* **REQUIRED WORK**: Answer with a bare number: the count of lines in the data below that contain the word "derive".

* **INPUT RECORDS**:
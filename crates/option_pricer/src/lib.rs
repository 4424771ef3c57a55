//! # option_pricer: Closed-Form European Option Pricing
//!
//! Black-Scholes-Merton valuation of European calls and puts together with
//! the associated sensitivities ("Greeks").
//!
//! This crate provides:
//! - Standard normal CDF/PDF (`distributions`)
//! - The six-scalar input record `OptionInputs` (`inputs`)
//! - Call/put prices and the full Greek set (`black_scholes`, `greeks`)
//! - A non-panicking aggregate entry point returning `PricingResult` (`pricer`, `result`)
//!
//! ## Model Assumptions
//!
//! Constant volatility, constant risk-free rate, continuous dividend yield,
//! log-normal underlying, frictionless markets. One contract per call.
//!
//! ## Degenerate Inputs
//!
//! When `T <= 0` or `σ <= 0` every price and every Greek is exactly `0.0`.
//! Non-positive spot or strike is not validated and propagates NaN.
//!
//! ## Usage Examples
//!
//! ```rust
//! use option_pricer::{price_option, OptionInputs};
//!
//! let result = price_option(100.0, 100.0, 1.0, 0.05, 0.2, 0.0);
//! assert!(result.is_success());
//! assert!((result.call_price().unwrap() - 10.4506).abs() < 1e-3);
//!
//! let inputs = OptionInputs::new(100.0, 100.0, 1.0, 0.05, 0.2).with_dividend_yield(0.02);
//! let greeks = inputs.greeks();
//! assert!(greeks.delta_call > 0.0);
//! ```
//!
//! ## Thread Safety
//!
//! Every function is pure over `f64` scalars; calls may be issued from any
//! number of threads without coordination.

#![deny(missing_docs)]
#![deny(rustdoc::broken_intra_doc_links)]
#![deny(rustdoc::private_intra_doc_links)]

pub mod black_scholes;
pub mod distributions;
pub mod error;
pub mod greeks;
pub mod inputs;
pub mod pricer;
pub mod result;

pub use black_scholes::{compute_greeks, price_call, price_put};
pub use distributions::{norm_cdf, norm_pdf};
pub use error::PricingFault;
pub use greeks::{GreekSet, OptionType};
pub use inputs::OptionInputs;
pub use pricer::{price_inputs, price_option};
pub use result::PricingResult;
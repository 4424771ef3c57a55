//! Result of the aggregate pricing operation.
//!
//! `PricingResult` is a tagged union: either both prices plus the Greek set,
//! or a failure message. It serialises to a flat record
//! `{ success, call_price?, put_price?, greeks?, message }` in which the
//! optional fields are present only on success.

use serde::{Deserialize, Serialize};

use crate::error::PricingFault;
use crate::greeks::GreekSet;

/// Message attached to every successful result.
pub const SUCCESS_MESSAGE: &str = "Calculation successful";

/// Prefix of every failure message.
pub const FAILURE_PREFIX: &str = "Calculation error";

/// Outcome of one `price_option` call.
///
/// # Examples
/// ```
/// use option_pricer::{price_option, PricingResult};
///
/// let result = price_option(100.0, 100.0, 1.0, 0.05, 0.2, 0.0);
/// match &result {
///     PricingResult::Success { call_price, put_price, .. } => {
///         assert!(call_price > put_price);
///     }
///     PricingResult::Failure { message } => panic!("{}", message),
/// }
/// ```
#[derive(Debug, Clone, PartialEq, Serialize, Deserialize)]
#[serde(into = "PricingRecord", try_from = "PricingRecord")]
pub enum PricingResult {
    /// Prices and Greeks were computed.
    Success {
        /// European call price
        call_price: f64,
        /// European put price
        put_price: f64,
        /// Greek set shared by the call/put pair
        greeks: GreekSet,
        /// Human-readable confirmation
        message: String,
    },
    /// A fault occurred while computing.
    Failure {
        /// Error detail including the fault text
        message: String,
    },
}

impl PricingResult {
    /// Builds a success result with the fixed confirmation message.
    pub fn success(call_price: f64, put_price: f64, greeks: GreekSet) -> Self {
        Self::Success {
            call_price,
            put_price,
            greeks,
            message: SUCCESS_MESSAGE.to_string(),
        }
    }

    /// Builds a failure result embedding the fault text.
    pub fn failure(fault: &PricingFault) -> Self {
        Self::failure_with(fault.to_string())
    }

    /// Builds a failure result from arbitrary detail text.
    pub fn failure_with(detail: impl std::fmt::Display) -> Self {
        Self::Failure {
            message: format!("{}: {}", FAILURE_PREFIX, detail),
        }
    }

    /// True for `Success`.
    pub fn is_success(&self) -> bool {
        matches!(self, Self::Success { .. })
    }

    /// Call price, present iff success.
    pub fn call_price(&self) -> Option<f64> {
        match self {
            Self::Success { call_price, .. } => Some(*call_price),
            Self::Failure { .. } => None,
        }
    }

    /// Put price, present iff success.
    pub fn put_price(&self) -> Option<f64> {
        match self {
            Self::Success { put_price, .. } => Some(*put_price),
            Self::Failure { .. } => None,
        }
    }

    /// Greek set, present iff success.
    pub fn greeks(&self) -> Option<&GreekSet> {
        match self {
            Self::Success { greeks, .. } => Some(greeks),
            Self::Failure { .. } => None,
        }
    }

    /// Status or error message.
    pub fn message(&self) -> &str {
        match self {
            Self::Success { message, .. } | Self::Failure { message } => message,
        }
    }
}

/// Flat wire form of `PricingResult`.
#[derive(Debug, Clone, Serialize, Deserialize)]
struct PricingRecord {
    success: bool,
    #[serde(default, skip_serializing_if = "Option::is_none")]
    call_price: Option<f64>,
    #[serde(default, skip_serializing_if = "Option::is_none")]
    put_price: Option<f64>,
    #[serde(default, skip_serializing_if = "Option::is_none")]
    greeks: Option<GreekSet>,
    message: String,
}

impl From<PricingResult> for PricingRecord {
    fn from(result: PricingResult) -> Self {
        match result {
            PricingResult::Success {
                call_price,
                put_price,
                greeks,
                message,
            } => Self {
                success: true,
                call_price: Some(call_price),
                put_price: Some(put_price),
                greeks: Some(greeks),
                message,
            },
            PricingResult::Failure { message } => Self {
                success: false,
                call_price: None,
                put_price: None,
                greeks: None,
                message,
            },
        }
    }
}

impl TryFrom<PricingRecord> for PricingResult {
    type Error = String;

    fn try_from(record: PricingRecord) -> Result<Self, Self::Error> {
        if !record.success {
            return Ok(Self::Failure {
                message: record.message,
            });
        }

        match (record.call_price, record.put_price, record.greeks) {
            (Some(call_price), Some(put_price), Some(greeks)) => Ok(Self::Success {
                call_price,
                put_price,
                greeks,
                message: record.message,
            }),
            _ => Err("successful result requires call_price, put_price and greeks".to_string()),
        }
    }
}
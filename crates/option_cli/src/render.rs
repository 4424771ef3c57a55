//! Report rendering for single-contract results.

use std::str::FromStr;

use option_pricer::{OptionInputs, PricingResult};
use serde::Serialize;

use crate::error::{CliError, Result};

const LABEL_WIDTH: usize = 14;
const VALUE_WIDTH: usize = 18;

/// Output format for the `price` command
#[derive(Debug, Clone, Copy, PartialEq, Eq)]
pub enum ReportFormat {
    /// Box-drawn table
    Table,
    /// Pretty-printed JSON
    Json,
}

impl FromStr for ReportFormat {
    type Err = CliError;

    fn from_str(s: &str) -> Result<Self> {
        match s.to_lowercase().as_str() {
            "table" => Ok(ReportFormat::Table),
            "json" => Ok(ReportFormat::Json),
            other => Err(CliError::invalid_argument(format!(
                "Unknown format: {}. Supported: table, json",
                other
            ))),
        }
    }
}

#[derive(Serialize)]
struct Report<'a> {
    inputs: &'a OptionInputs,
    result: &'a PricingResult,
}

/// Renders `result` for `inputs` in the requested format.
pub fn render(
    inputs: &OptionInputs,
    result: &PricingResult,
    format: ReportFormat,
    decimals: usize,
) -> Result<String> {
    match format {
        ReportFormat::Table => Ok(render_table(inputs, result, decimals)),
        ReportFormat::Json => render_json(inputs, result),
    }
}

/// Pretty JSON `{ "inputs": …, "result": … }`.
pub fn render_json(inputs: &OptionInputs, result: &PricingResult) -> Result<String> {
    Ok(serde_json::to_string_pretty(&Report { inputs, result })?)
}

/// Two-column box table of inputs, prices and Greeks.
pub fn render_table(inputs: &OptionInputs, result: &PricingResult, decimals: usize) -> String {
    let mut rows: Vec<(&str, String)> = vec![
        ("Spot (S)", fmt_value(inputs.spot, decimals)),
        ("Strike (K)", fmt_value(inputs.strike, decimals)),
        ("Expiry (T)", fmt_value(inputs.expiry, decimals)),
        ("Rate (r)", fmt_value(inputs.rate, decimals)),
        ("Vol (σ)", fmt_value(inputs.volatility, decimals)),
        ("Dividend (q)", fmt_value(inputs.dividend_yield, decimals)),
    ];

    let mut sections = vec![rows.len()];

    if let PricingResult::Success {
        call_price,
        put_price,
        greeks,
        ..
    } = result
    {
        rows.push(("Call price", fmt_value(*call_price, decimals)));
        rows.push(("Put price", fmt_value(*put_price, decimals)));
        sections.push(rows.len());
        for (name, value) in greeks.entries() {
            rows.push((name, fmt_value(value, decimals)));
        }
    }

    let horizontal = |left: char, mid: char, right: char| {
        format!(
            "{}{}{}{}{}",
            left,
            "─".repeat(LABEL_WIDTH + 2),
            mid,
            "─".repeat(VALUE_WIDTH + 2),
            right
        )
    };

    let mut out = horizontal('┌', '┬', '┐');
    out.push('\n');
    for (idx, (label, value)) in rows.iter().enumerate() {
        if sections.contains(&idx) {
            out.push_str(&horizontal('├', '┼', '┤'));
            out.push('\n');
        }
        out.push_str(&format!(
            "│ {:<lw$} │ {:>vw$} │\n",
            label,
            value,
            lw = LABEL_WIDTH,
            vw = VALUE_WIDTH
        ));
    }
    out.push_str(&horizontal('└', '┴', '┘'));
    out.push('\n');
    out.push_str(result.message());
    out.push('\n');
    out
}

fn fmt_value(value: f64, decimals: usize) -> String {
    format!("{:.*}", decimals, value)
}

#[cfg(test)]
mod tests {
    use super::*;
    use option_pricer::price_inputs;

    fn reference() -> (OptionInputs, PricingResult) {
        let inputs = OptionInputs::new(100.0, 100.0, 1.0, 0.05, 0.2);
        let result = price_inputs(&inputs);
        (inputs, result)
    }

    #[test]
    fn test_table_contains_prices_and_greeks() {
        let (inputs, result) = reference();
        let table = render_table(&inputs, &result, 4);
        assert!(table.contains("Call price"));
        assert!(table.contains("10.4506"));
        assert!(table.contains("5.5735"));
        assert!(table.contains("theta_call"));
        assert!(table.contains("-0.0176"));
        assert!(table.ends_with("Calculation successful\n"));
    }

    #[test]
    fn test_table_line_layout() {
        let (inputs, result) = reference();
        let table = render_table(&inputs, &result, 4);
        let lines: Vec<&str> = table.lines().collect();
        // top, 6 inputs, separator, 2 prices, separator, 8 greeks, bottom, message
        assert_eq!(lines.len(), 21);
        assert!(lines[0].starts_with('┌'));
        assert!(lines[7].starts_with('├'));
        assert!(lines[10].starts_with('├'));
        assert!(lines[19].starts_with('└'));
        assert_eq!(lines[20], "Calculation successful");
    }

    #[test]
    fn test_table_decimals() {
        let (inputs, result) = reference();
        let table = render_table(&inputs, &result, 2);
        assert!(table.contains("10.45"));
        assert!(!table.contains("10.4506"));
    }

    #[test]
    fn test_table_failure_shows_message_only() {
        let (inputs, _) = reference();
        let failure = PricingResult::failure_with("boom");
        let table = render_table(&inputs, &failure, 4);
        assert!(!table.contains("Call price"));
        assert!(table.contains("Calculation error: boom"));
    }

    #[test]
    fn test_table_rows_are_aligned() {
        let (inputs, result) = reference();
        let table = render_table(&inputs, &result, 4);
        let widths: Vec<usize> = table
            .lines()
            .filter(|l| l.starts_with('│') || l.starts_with('┌'))
            .map(|l| l.chars().count())
            .collect();
        assert!(widths.windows(2).all(|w| w[0] == w[1]));
    }

    #[test]
    fn test_json_report() {
        let (inputs, result) = reference();
        let json = render(&inputs, &result, ReportFormat::Json, 4).unwrap();
        let value: serde_json::Value = serde_json::from_str(&json).unwrap();
        assert_eq!(value["inputs"]["spot"], 100.0);
        assert_eq!(value["result"]["success"], true);
        assert_eq!(value["result"]["message"], "Calculation successful");
    }

    #[test]
    fn test_report_format_parse() {
        assert_eq!("TABLE".parse::<ReportFormat>().unwrap(), ReportFormat::Table);
        assert!("csv".parse::<ReportFormat>().is_err());
    }
}
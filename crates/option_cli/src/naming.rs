//! Output file naming for batch reports.
//!
//! Output files are named after the input (or a caller-supplied original
//! name) with unsafe characters replaced, so names in CJK or Japanese
//! scripts survive while path separators and punctuation do not.

use std::path::Path;

/// Suffix appended to every batch output stem.
pub const PROCESSED_SUFFIX: &str = "_processed";

/// Stem used when sanitising leaves nothing.
const FALLBACK_STEM: &str = "output";

fn is_safe_char(c: char) -> bool {
    c.is_alphanumeric()
        || matches!(c, '_' | '-' | '.' | ' ')
        || ('\u{4e00}'..='\u{9fff}').contains(&c) // CJK ideographs
        || ('\u{3040}'..='\u{309f}').contains(&c) // Hiragana
        || ('\u{30a0}'..='\u{30ff}').contains(&c) // Katakana
}

/// Replaces every unsafe character with `_` and trims surrounding whitespace.
///
/// # Examples
/// ```
/// use option_cli::naming::sanitize_base_name;
///
/// assert_eq!(sanitize_base_name("期权 报价:2024/06"), "期权 报价_2024_06");
/// assert_eq!(sanitize_base_name("  quotes  "), "quotes");
/// ```
pub fn sanitize_base_name(name: &str) -> String {
    name.chars()
        .map(|c| if is_safe_char(c) { c } else { '_' })
        .collect::<String>()
        .trim()
        .to_string()
}

/// Strips the final extension of `name`, keeping dotfiles intact.
///
/// Only a dot inside the last path component counts, and leading dots of
/// that component never start an extension.
fn strip_extension(name: &str) -> &str {
    let tail_start = name.rfind(['/', '\\']).map_or(0, |idx| idx + 1);
    let tail = &name[tail_start..];
    let leading_dots = tail.len() - tail.trim_start_matches('.').len();

    match tail.rfind('.') {
        Some(dot) if dot > leading_dots => &name[..tail_start + dot],
        _ => name,
    }
}

/// Builds `<sanitised stem>_processed.<extension>`.
///
/// The stem comes from `original_name` when given (its extension removed),
/// otherwise from the base name of `input`.
///
/// # Examples
/// ```
/// use std::path::Path;
/// use option_cli::naming::output_file_name;
///
/// assert_eq!(
///     output_file_name(Path::new("/tmp/upload_3f2a.csv"), Some("Q3 报价.csv"), "csv"),
///     "Q3 报价_processed.csv"
/// );
/// assert_eq!(
///     output_file_name(Path::new("data/quotes.csv"), None, "json"),
///     "quotes_processed.json"
/// );
/// ```
pub fn output_file_name(input: &Path, original_name: Option<&str>, extension: &str) -> String {
    let base = match original_name {
        Some(name) => strip_extension(name).to_string(),
        None => input
            .file_name()
            .map(|n| strip_extension(&n.to_string_lossy()).to_string())
            .unwrap_or_default(),
    };

    let mut stem = sanitize_base_name(&base);
    if stem.is_empty() {
        stem = FALLBACK_STEM.to_string();
    }

    format!("{}{}.{}", stem, PROCESSED_SUFFIX, extension)
}

#[cfg(test)]
mod tests {
    use super::*;
    use std::path::PathBuf;

    #[test]
    fn test_sanitize_keeps_safe_ascii() {
        assert_eq!(sanitize_base_name("book_1-final.v2 copy"), "book_1-final.v2 copy");
    }

    #[test]
    fn test_sanitize_replaces_separators_and_symbols() {
        assert_eq!(sanitize_base_name("a/b\\c:d*e?f"), "a_b_c_d_e_f");
        assert_eq!(sanitize_base_name("50%+(x)"), "50___x_");
    }

    #[test]
    fn test_sanitize_keeps_cjk_and_kana() {
        assert_eq!(sanitize_base_name("对冲基金明细"), "对冲基金明细");
        assert_eq!(sanitize_base_name("ひらがなカタカナ"), "ひらがなカタカナ");
    }

    #[test]
    fn test_sanitize_trims_whitespace() {
        assert_eq!(sanitize_base_name("  report \t"), "report _");
        assert_eq!(sanitize_base_name("   "), "");
    }

    #[test]
    fn test_strip_extension() {
        assert_eq!(strip_extension("quotes.csv"), "quotes");
        assert_eq!(strip_extension("quotes.v2.csv"), "quotes.v2");
        assert_eq!(strip_extension(".hidden"), ".hidden");
        assert_eq!(strip_extension("noext"), "noext");
        assert_eq!(strip_extension("..a.b"), "..a");
        assert_eq!(strip_extension("name."), "name");
        assert_eq!(strip_extension("dir.v1/file"), "dir.v1/file");
    }

    #[test]
    fn test_strip_extension_ignores_trailing_component_dot() {
        assert_eq!(strip_extension("报价.é/."), "报价.é/.");
        assert_eq!(strip_extension("a.b/."), "a.b/.");
    }

    #[test]
    fn test_output_name_with_multibyte_dotted_directory() {
        let path = PathBuf::from("/tmp/x");
        assert_eq!(
            output_file_name(&path, Some("报价.é/."), "csv"),
            "报价.é_._processed.csv"
        );
        assert_eq!(output_file_name(&path, Some("a.b/."), "csv"), "a.b_._processed.csv");
    }

    #[test]
    fn test_output_name_from_input_path() {
        let path = PathBuf::from("/data/in/期权.csv");
        assert_eq!(output_file_name(&path, None, "csv"), "期权_processed.csv");
    }

    #[test]
    fn test_output_name_prefers_original_name() {
        let path = PathBuf::from("/tmp/tmp1234");
        assert_eq!(
            output_file_name(&path, Some("desk<A>.xlsx"), "csv"),
            "desk_A__processed.csv"
        );
    }

    #[test]
    fn test_output_name_falls_back_when_empty() {
        let path = PathBuf::from("/tmp/x.csv");
        assert_eq!(output_file_name(&path, Some("  .csv"), "json"), "output_processed.json");
    }
}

* **TASK ANSWER**: 4